In brauner, dicker Jacke vor dunkelgrauem Beton, die Knie eng zusammen und so leicht nach vorne geneigt, steht ein Obdachloser – danach sieht er jedenfalls aus – wie alle anderen, die man unter “Obdachloser” oder “Penner” oder “Säufer” oder “Junkie” zusammenfasst, mit vom Alkoholismus rötlich-aufgedunsenen Händen, die Hose fleckig und versifft, in der einen Hand ein billiges Bier in einer Plastikbierflasche, und jetzt fällt die Sonne auf ihn.

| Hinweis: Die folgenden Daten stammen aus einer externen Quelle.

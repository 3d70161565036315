pub mod cache;
pub mod config;
pub mod engine;
pub mod fetcher;
pub mod latest;
pub mod model;
pub mod observability;
pub mod surface;
//! Core data model: calendar days, time-of-day periods, cameras and snapshots.
//!
//! A day's snapshots live in remote storage under `YYYY/MM/DD/`, one JPEG per
//! (period, camera) pair, described by a per-day `index.json` manifest. The
//! period a snapshot belongs to is encoded in its filename: the segment before
//! the first `_` is the period tag (`night_2026-08-30_snapshot_1.jpg`).

use chrono::{NaiveDate, Utc};
use serde::{Deserialize, Serialize};
use std::fmt;
use std::str::FromStr;
use thiserror::Error;

#[derive(Debug, Error)]
pub enum ModelError {
    #[error("invalid day key: {0}")]
    InvalidDayKey(String),

    #[error("unknown period tag: {0}")]
    UnknownPeriod(String),
}

/// One calendar day, the unit of manifest fetching and caching.
///
/// Canonical textual form is `YYYY-MM-DD`; ordering is calendar order.
#[derive(
    Debug, Clone, Copy, PartialEq, Eq, PartialOrd, Ord, Hash, Serialize, Deserialize,
)]
#[serde(transparent)]
pub struct DayKey(NaiveDate);

impl DayKey {
    pub fn new(date: NaiveDate) -> Self {
        Self(date)
    }

    /// Today in UTC; the producer timestamps everything in UTC.
    pub fn today() -> Self {
        Self(Utc::now().date_naive())
    }

    pub fn date(self) -> NaiveDate {
        self.0
    }

    /// The next calendar day, `None` at the end of the calendar.
    pub fn succ(self) -> Option<Self> {
        self.0.succ_opt().map(Self)
    }

    /// The previous calendar day, `None` at the start of the calendar.
    pub fn pred(self) -> Option<Self> {
        self.0.pred_opt().map(Self)
    }

    /// Storage path prefix for this day (`YYYY/MM/DD`).
    pub fn storage_prefix(self) -> String {
        self.0.format("%Y/%m/%d").to_string()
    }
}

impl fmt::Display for DayKey {
    fn fmt(&self, f: &mut fmt::Formatter<'_>) -> fmt::Result {
        write!(f, "{}", self.0.format("%Y-%m-%d"))
    }
}

impl FromStr for DayKey {
    type Err = ModelError;

    fn from_str(s: &str) -> Result<Self, Self::Err> {
        NaiveDate::parse_from_str(s, "%Y-%m-%d")
            .map(Self)
            .map_err(|_| ModelError::InvalidDayKey(s.to_string()))
    }
}

/// Time-of-day bucket a snapshot is grouped under.
///
/// The order of the variants is the traversal order: stepping forward moves
/// night → early → midday → late, then on to the next day.
#[derive(
    Debug, Clone, Copy, PartialEq, Eq, PartialOrd, Ord, Hash, Serialize, Deserialize,
)]
#[serde(rename_all = "lowercase")]
pub enum Period {
    Night,
    Early,
    Midday,
    Late,
}

impl Period {
    pub const ALL: [Period; 4] = [Period::Night, Period::Early, Period::Midday, Period::Late];
    pub const COUNT: usize = Self::ALL.len();

    /// Position in the traversal order.
    pub fn ordinal(self) -> usize {
        match self {
            Period::Night => 0,
            Period::Early => 1,
            Period::Midday => 2,
            Period::Late => 3,
        }
    }

    pub fn from_ordinal(ordinal: usize) -> Option<Self> {
        Self::ALL.get(ordinal).copied()
    }

    /// Parses the period tag the producer embeds in snapshot filenames.
    pub fn from_tag(tag: &str) -> Option<Self> {
        match tag {
            "night" => Some(Period::Night),
            "early" => Some(Period::Early),
            "midday" => Some(Period::Midday),
            "late" => Some(Period::Late),
            _ => None,
        }
    }

    pub fn as_str(self) -> &'static str {
        match self {
            Period::Night => "night",
            Period::Early => "early",
            Period::Midday => "midday",
            Period::Late => "late",
        }
    }
}

impl fmt::Display for Period {
    fn fmt(&self, f: &mut fmt::Formatter<'_>) -> fmt::Result {
        f.write_str(self.as_str())
    }
}

impl FromStr for Period {
    type Err = ModelError;

    fn from_str(s: &str) -> Result<Self, Self::Err> {
        Self::from_tag(s).ok_or_else(|| ModelError::UnknownPeriod(s.to_string()))
    }
}

/// Camera identifier. The producer calls these "presets" (`"1"`..`"4"`,
/// or `"current"` when the camera has no preset list configured).
///
/// Ordered ascending by string value; this is the within-period sort key.
#[derive(
    Debug, Clone, PartialEq, Eq, PartialOrd, Ord, Hash, Serialize, Deserialize,
)]
#[serde(transparent)]
pub struct CameraId(String);

impl CameraId {
    pub fn new(id: impl Into<String>) -> Self {
        Self(id.into())
    }

    pub fn as_str(&self) -> &str {
        &self.0
    }
}

impl fmt::Display for CameraId {
    fn fmt(&self, f: &mut fmt::Formatter<'_>) -> fmt::Result {
        f.write_str(&self.0)
    }
}

impl From<&str> for CameraId {
    fn from(id: &str) -> Self {
        Self(id.to_string())
    }
}

/// One snapshot listed by a day manifest. Immutable once fetched.
#[derive(Debug, Clone, PartialEq, Eq, Serialize, Deserialize)]
pub struct SnapshotEntry {
    /// Storage-relative path of the JPEG (`YYYY/MM/DD/<period>_<date>_...jpg`).
    pub path: String,
    pub camera: CameraId,
    /// Capture time label (`HH:MM`) as written by the producer, carried opaquely.
    pub captured_at: Option<String>,
}

impl SnapshotEntry {
    /// The period tag encoded in the filename: the segment before the first `_`.
    pub fn period_tag(&self) -> Option<&str> {
        let filename = self.path.rsplit('/').next().unwrap_or(&self.path);
        filename
            .split_once('_')
            .map(|(tag, _)| tag)
            .filter(|tag| !tag.is_empty())
    }

    /// Full image URL on the storage host.
    pub fn image_url(&self, base_url: &str) -> String {
        format!(
            "{}/{}",
            base_url.trim_end_matches('/'),
            self.path.trim_start_matches('/')
        )
    }
}

/// One day's snapshots, bucketed by [`Period`] and sorted by camera id.
///
/// An empty bucket and an absent period are the same thing; there is no
/// "present but empty" distinction.
#[derive(Debug, Clone, PartialEq)]
pub struct DayManifest {
    buckets: [Vec<SnapshotEntry>; Period::COUNT],
}

impl Default for DayManifest {
    fn default() -> Self {
        Self {
            buckets: std::array::from_fn(|_| Vec::new()),
        }
    }
}

impl DayManifest {
    pub fn new() -> Self {
        Self::default()
    }

    pub fn push(&mut self, period: Period, entry: SnapshotEntry) {
        self.buckets[period.ordinal()].push(entry);
    }

    /// Orders every bucket by camera id ascending. Called once after grouping.
    pub fn sort_by_camera(&mut self) {
        for bucket in &mut self.buckets {
            bucket.sort_by(|a, b| a.camera.cmp(&b.camera));
        }
    }

    pub fn entries(&self, period: Period) -> &[SnapshotEntry] {
        &self.buckets[period.ordinal()]
    }

    pub fn get(&self, period: Period, index: usize) -> Option<&SnapshotEntry> {
        self.buckets[period.ordinal()].get(index)
    }

    /// True when no period has any snapshot.
    pub fn is_empty(&self) -> bool {
        self.buckets.iter().all(|bucket| bucket.is_empty())
    }

    /// Total snapshot count across all periods.
    pub fn len(&self) -> usize {
        self.buckets.iter().map(|bucket| bucket.len()).sum()
    }

    /// Non-empty periods in traversal order.
    pub fn periods(&self) -> impl Iterator<Item = Period> + '_ {
        Period::ALL
            .into_iter()
            .filter(|period| !self.entries(*period).is_empty())
    }
}

#[cfg(test)]
mod tests {
    use super::*;

    fn entry(path: &str, camera: &str) -> SnapshotEntry {
        SnapshotEntry {
            path: path.to_string(),
            camera: CameraId::from(camera),
            captured_at: Some("10:30".to_string()),
        }
    }

    #[test]
    fn test_day_key_round_trip() {
        let day: DayKey = "2026-08-30".parse().unwrap();
        assert_eq!(day.to_string(), "2026-08-30");
        assert_eq!(day.storage_prefix(), "2026/08/30");
    }

    #[test]
    fn test_day_key_rejects_garbage() {
        assert!("2026-13-01".parse::<DayKey>().is_err());
        assert!("not-a-date".parse::<DayKey>().is_err());
    }

    #[test]
    fn test_day_key_calendar_stepping() {
        let day: DayKey = "2026-02-28".parse().unwrap();
        assert_eq!(day.succ().unwrap().to_string(), "2026-03-01");
        assert_eq!(day.pred().unwrap().to_string(), "2026-02-27");
    }

    #[test]
    fn test_period_order_is_traversal_order() {
        let ordinals: Vec<usize> = Period::ALL.iter().map(|p| p.ordinal()).collect();
        assert_eq!(ordinals, vec![0, 1, 2, 3]);
        assert_eq!(Period::from_ordinal(0), Some(Period::Night));
        assert_eq!(Period::from_ordinal(3), Some(Period::Late));
        assert_eq!(Period::from_ordinal(4), None);
    }

    #[test]
    fn test_period_tag_parsing() {
        assert_eq!(Period::from_tag("midday"), Some(Period::Midday));
        assert_eq!(Period::from_tag("dusk"), None);
        assert!("dusk".parse::<Period>().is_err());
    }

    #[test]
    fn test_entry_period_tag_from_filename() {
        let e = entry("2026/08/30/early_2026-08-30_snapshot_2.jpg", "2");
        assert_eq!(e.period_tag(), Some("early"));

        let bare = entry("snapshot.jpg", "1");
        assert_eq!(bare.period_tag(), None);
    }

    #[test]
    fn test_entry_image_url_joining() {
        let e = entry("2026/08/30/late_2026-08-30_snapshot_1.jpg", "1");
        assert_eq!(
            e.image_url("https://cams.example.net/"),
            "https://cams.example.net/2026/08/30/late_2026-08-30_snapshot_1.jpg"
        );
    }

    #[test]
    fn test_manifest_sorts_within_period_by_camera() {
        let mut manifest = DayManifest::new();
        manifest.push(Period::Early, entry("a", "3"));
        manifest.push(Period::Early, entry("b", "1"));
        manifest.push(Period::Early, entry("c", "2"));
        manifest.sort_by_camera();

        let cameras: Vec<&str> = manifest
            .entries(Period::Early)
            .iter()
            .map(|e| e.camera.as_str())
            .collect();
        assert_eq!(cameras, vec!["1", "2", "3"]);
    }

    #[test]
    fn test_manifest_periods_skips_empty_buckets() {
        let mut manifest = DayManifest::new();
        manifest.push(Period::Early, entry("a", "1"));
        manifest.push(Period::Late, entry("b", "1"));

        let periods: Vec<Period> = manifest.periods().collect();
        assert_eq!(periods, vec![Period::Early, Period::Late]);
        assert!(!manifest.is_empty());
        assert_eq!(manifest.len(), 2);
        assert!(manifest.get(Period::Night, 0).is_none());
    }
}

Die Kapuze ins Gesicht gezogen, vielleicht aus dem simplen Gedanken oder Verlangen heraus, sich so abzuschotten vom Rest, eine kleine Hütte, in die man sich zurückzieht, wie andere sich hinter das dunkle Glas von Sonnenbrillen zurückziehen.
Aber eigentlich sieht er so aus, als hätte er das Vorhaben, den visuellen Teil des Konstrukts >Würde< aufrecht zu erhalten, bereits vor Jahren aufgegeben, vielleicht sogar, um freier zu sein.
Ich frage mich, ob er sich wohlmöglich genau in diesem Moment wünscht, tot zu sein, ob er sich das überhaupt wünscht, ob das Teil ist seiner Welt, wenn er, wie jetzt, seinen Kopf in einer unerträglich trägen Bewegung senkt, während er ihn schief hält, um auf die andere Hand zu gucken, an der er zwei Finger bewegt, ob sie noch funktionieren ? – aber ich komme zum Todesgedanken zurück: sein Elend ist so offensichtlich und vier Meter entfernt von mir, wie sollte ich mich wiederum nicht schämen, mich mit demselben Gedanken rumzuschlagen, vom dem weder klar ist, ob er ihn überhaupt hat, noch, ob mir das irgendeine Form von Erkenntnis ist, oder Werkzeug zur Relativierung wird, im Umgang mit meinem Todesgedanken. Wie ein ins Szenario geschobener Resonanzkörper steht der arme Kerl jetzt da und dieses ganze Gedenke um Tod oder Nichtleben oder Endlichfertigsein, und warum man sich den Tod herbeisehnt und ob man sich ihn leisten darf und wie ernst meint man es überhaupt.
Dann passiert irgendwas und ich denke nicht mehr dran und der Abend wird noch schön und ich trinke ein Heineken und ein schöner brauner Hund geht vorbei.